L’ultimo caso di cronaca, la morte di una donna per overdose ritrovata in un vagone abbandonato alla stazione, riporta prepotentemente alla ribalta la necessità di interrogarsi sull’approccio più consono al fenomeno del consumo di droga, quello delle politiche della riduzione del danno. Tale approccio negli ultimi anni ha perso forza e intensità a causa di una visione il più delle volte miope e moralista nell’elaborazione di politiche di contrasto al fenomeno.

Tralasciando ora l’excursus storico che ha visto a partire dal 1993 in Italia, con il referendum abrogativo delle norme punitive del consumo personale, una nuova elaborazione di pensiero e politiche sul territorio sul modello di paesi come l’Olanda e Inghilterra, è forse necessario rimarcare nuovamente quale sia il nucleo caratterizzante di questo approccio, la cui strategia sanitaria e sociale ha lo scopo di diminuire i rischi e i danni correlati all’uso di sostanze stupefacenti.
Sarebbe ormai il caso di prendere atto in modo definitivo del fallimento dei due modelli teorici d’interpretazione del consumo di droghe più in uso: quello morale che dipinge il consumatore come un criminale, moralmente responsabile e quindi da punire, e quello medico che lo percepisce come un malato, una vittima della sostanza da sottoporsi alla “necessaria cura”, deresponsabilizzandolo di fatto.  I due modelli hanno fallito a livello individuale e collettivo e, pur differenziandosi nella definizione di consumatore, puntano allo stesso obiettivo: l’eliminazione del consumo.
Non fanno distinzione tra uso e abuso, non lasciano spazio a modelli di consumo controllato: l’unico orizzonte possibile è l’astinenza, spesso unica precondizione necessaria per avviare il trattamento.
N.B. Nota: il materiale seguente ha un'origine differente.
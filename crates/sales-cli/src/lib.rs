//! Library side of the `sales-etl` binary.

pub mod logging;
pub mod pipeline;
pub mod types;
//! Transformation stages of the sales report.
//!
//! Each stage takes a polars `DataFrame` and the column names it needs, taken
//! from [`sales_model::EtlConfig`], and returns a new frame. The
//! [`pipeline`] module runs them in order.

pub mod calendar;
pub mod date_key;
pub mod dedupe;
pub mod error;
pub mod geo;
pub mod impute;
pub mod join;
pub mod normalize;
pub mod pipeline;
pub mod synthesis;

pub use error::{Result, TransformError};
pub use pipeline::{ReportOutcome, SourceFrames, Stage, StageReport, build_sales_report};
La “riduzione del danno” si propone al contrario come modello pragmatico e umanitario. Non si pone come obiettivo l’eliminazione del consumo, ma la gestione dei danni e dei rischi correlati a esso. Informa, responsabilizza il consumatore, pone in essere azioni (pensiamo alla sostituzione delle siringhe) volte a ridurre i rischi per la salute individuale e collettiva.
E’ un tentativo di andare oltre. Oltre una visione moralista, criminalizzante o deresponsabilizzante del consumo, è una visione “neutra”: prende atto che nell’ambito dell’uso di droghe vi è una galassia di comportamenti infiniti, dalla semplice e saltuaria sperimentazione all’abuso cronico.
La metodologia è graduale, propensa a cogliere diversi obiettivi intermedi: un’informazione corretta sulle sostanze e sui loro effetti, il contenimento di un passaggio a modelli di consumo più problematici. L’astinenza è presente solo come obiettivo finale.
Si tratta, in ultima analisi, come citato in letteratura, di “abbassare la temperatura” del fenomeno dell’uso di sostanze, riportandolo in termini accettabili. Il consumatore non viene stigmatizzato, non viene marginalizzato e stereotipato, si cerca l’apertura di un dialogo, di uno “scambio” anche a livello relazionale, nel quale sia presente anche una dimensione informativa e competente sulle ricadute sociali e di vita del singolo, quali la perdita di reti relazionali significative, di lavoro e di conseguenza della centralità nella propria vita. L’incontro non è più tra freddi professionisti delle dipendenze e soggetti passivi problematici, ma tra essere umani. E forse la forza rivoluzionaria della “riduzione del danno” sta proprio qui, il cuore di queste politiche è proprio questo: umanizzare i contesti, non disumanizzarli attraverso un asettico e sterile tecnicismo. Naturalmente la formazione teorica e di competenze relazionali degli operatori in tal senso ne diviene l’assunto imprescindibile.

Perché oggi scriviamo di questo? Semplice, perché ogni volta che una giovane vita ci lascia, sentiamo il dovere di ricordare che tutto ciò non è inevitabile: si può, si deve provare a cambiare. Questa volta lo dovevamo a una giovane donna ligure di venticinque anni trovata morta dentro una carrozza in disuso sul binario due della stazione di Bologna.